О себе и своей семье она сообщила мне немного позже, ибо очень скоро у нее вошло в привычку каждую свободную минуту забегать ко мне в палату — дверь она оставляла полуоткрытой, и почти всегда чей-нибудь настойчивый звонок прерывал нашу беседу. Она говорила:
— Вот не терпится людям! Умирают они там, что ли?
Или:
— Ну вот! Это из семнадцатой палаты, требует клизму!
Через три дня я уже знал все о моих соседях и соседках по этажу, об их болезнях и характерах.
Однажды ночью в нашем отделении умер старик, болевший раком. Меня разбудил шепот, тихие шаги в коридоре; я слышал разговоры по телефону, затем, спустя какое-то время, стук носилок о косяк двери.
Накануне мимо моей двери промелькнула фигура священника, который иногда появлялся у нас.

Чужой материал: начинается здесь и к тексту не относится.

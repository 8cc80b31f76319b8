//! Core evaluation logic.
//!
//! This module contains:
//! - Stage 1-2: claim parsing and typing with heuristic fallback
//! - Stage 3: evidence graph construction and source typing
//! - Stage 4-6: failure-mode detection, scoring, explanation
//! - Orchestrator: sequential execution, sealing and audit

pub mod detectors;
pub mod explanation;
pub mod fallback;
pub mod graph;
pub mod lexicon;
pub mod limits;
pub mod orchestrator;
pub mod parser;
pub mod policy;
pub mod scoring;
pub mod sources;
pub mod typer;

// Re-export commonly used types
pub use detectors::FailureModeDetector;
pub use explanation::ExplanationGenerator;
pub use fallback::{within_timeout, Strategy};
pub use graph::{EvidenceGraphBuilder, GraphOutcome, GraphSettings};
pub use limits::{InputLimits, InputViolation};
pub use orchestrator::{EngineError, Orchestrator, OrchestratorBuilder, ReplayReport};
pub use parser::{ClaimExtractor, ClaimParser, HeuristicClaimExtractor, ParseOutcome, RemoteClaimExtractor};
pub use policy::{ClaimCategory, ExplanationPolicy};
pub use scoring::ScoringEngine;
pub use sources::{RemoteSourceClassifier, SourceClassifier};
pub use typer::{ClaimClassifier, ClaimTyper, HeuristicClaimClassifier, RemoteClaimClassifier, TypingOutcome};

Алиса Шавирон в эту ночь дежурила, но, когда в семь часов утра она зашла ко мне, лицо ее было свежим и улыбающимся, как обычно.
— Вы слышали?
— Да.
— Для него это лучше. Но я ужасно зла на его детей: подумать, за три недели они только раз навестили его. А ведь одна из дочерей живет в Ницце, у сына гараж в Грассе. Старик был итальянским эмигрантом, приехал сюда без гроша. Начал простым каменщиком и вот — оставил им целое состояние. Теперь, когда он умер, все небось примчатся сюда и станут лить слезы.
Она с улыбкой посмотрела на меня.
— Вы что, расстроились?
— Нет.
— На некоторых больных подобные вещи производят ужасное впечатление, поэтому, когда они случаются, мы стараемся делать всё как можно тише.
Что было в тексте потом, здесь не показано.